More GitOps Fun!

I have been curating some scripts that help me manage version updates in my GitOps repositories… It’s about time they get shared with the world.

What’s Going On?

I manage the applications in my Kubernetes clusters using Argo CD and a number of Git repositories. Most of the ops- repositories act as “desired state” repositories.

As part of this management, I have a number of external tools running in my clusters that are installed using their Helm charts. Since I want to keep my installs up to date, I needed a way to update the Helm chart versions as new releases came out.

However.. some external tools do not have their own Helm charts. For that, I have been using a Helm library chart from bjw-s. In that case, I have had to manually find new releases and update my values.yaml file.

While I have had the Helm chart version updates automated for some time, I just recently got around to updating the values.yaml file from external sources. Now is a good time to share!

The Scripts

I put the scripts in the ops-automation repository in the Spydersoft organization. I’ll outline the basics of each script, but if you are interested in the details, check out the scripts themselves.

It is worth nothing that these scripts require the git and helm command line tools to be installed, in addition to the Powershell Yaml module.

Also, since I manage more than one repository, all of these scripts are designed to be given a basePath and then a list of directory names for the folders that are the Git repositories I want to update.

Update-HelmRepositoryList

This script iterates through the given folders to find the chart.yaml files in it. For every dependency in the found chart files, it adds the repository to the local helm if the URL does not already exist.

Since I have been running this on my local machine, I only have to do this once. But, on a build agent, this script should be run every time to make sure the repository list contains all the necessary repositories for an update.

Update-HelmCharts

This script iterates through the given folders to find the chart.yaml files in it. For every dependency, the script determines if there is an updated version of the dependency available.

If there is an update available, the Chart.yaml file is updated, and helm dependency update is run to update the Chart.lock file. Additionally, commit comments are created to note the version changes.

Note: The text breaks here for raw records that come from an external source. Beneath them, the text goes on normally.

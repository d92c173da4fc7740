//! Chromatrace Core - syntax-highlighted panic and error traces.
//!
//! This crate installs a panic hook that prints the panic trace with
//! syntax highlighting when stderr is an interactive terminal. It provides:
//! - Activation gating (`NO_COLOR`, tty detection, engine availability)
//! - Terminal color-depth probing through terminfo
//! - Rendering profile selection (color depth, background, style)
//! - A syntect-backed highlighter for panic and error-chain text
//!
//! # Example
//!
//! ```rust,no_run
//! use chromatrace_core::{Activation, HookConfig};
//!
//! fn main() {
//!     let config = HookConfig::new().with_style("github");
//!     if let Activation::Skipped(reason) = chromatrace_core::install(config) {
//!         eprintln!("plain traces: {}", reason);
//!     }
//!
//!     panic!("something went wrong");
//! }
//! ```

pub mod config;
pub mod error;
pub mod hook;
pub mod profile;
pub mod report;
pub mod stream;
pub mod syntax;
pub mod terminal;

pub use config::{ConfigError, HookConfig};
pub use error::{HookError, Result};
pub use hook::{Activation, Colorizer, install, install_from_env};
pub use profile::{Background, RenderProfile, ThemeChoice};
pub use report::{BacktraceStyle, BacktraceText, PanicReport, render_error_chain};
pub use stream::ErrorStream;
pub use terminal::{ActivationGate, ColorSupport, EnvHints, SkipReason, TerminalCapabilities};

For each chart.yaml file, a call to Update-FromAutoUpdate will be made to make additional updates if necessary.

Update-FromAutoUpdate

This script looks for a file called auto-update.json in the path given. The file has the following format:

{
    "repository": "redis-stack/redis-stack",
    "stripVFromVersion": false,
    "tagPath": "redis.image.tag"
}

The script looks for the latest release from the repository in Github, using tag_name from Github as the version. If the latest release is newer than the current tagPath in values.yaml, the script then updates the tagPath in the values.yaml file to the new version. The script returns an object indicating whether or not an update was made, as well as a commit comment indicating the version jump.

Right now, the auto-update only works for images that come from Github releases. I have one item (Proget) that needs to search a docker API directly, but that will be a future enhancement.

Future Tasks

Now that these are automated tasks, I will most likely create an Azure Pipeline that runs weekly to get these changes made and committed to Git.

I have Argo configured to not auto-sync these applications, so even though the changes are made in Git, I still have to manually apply the updates. And I am ok with that. I like to stagger application updates, and, in some cases, make sure I have the appropriate backups before running an update. But this gets me to a place where I can log in to Argo and sync apps as I desire.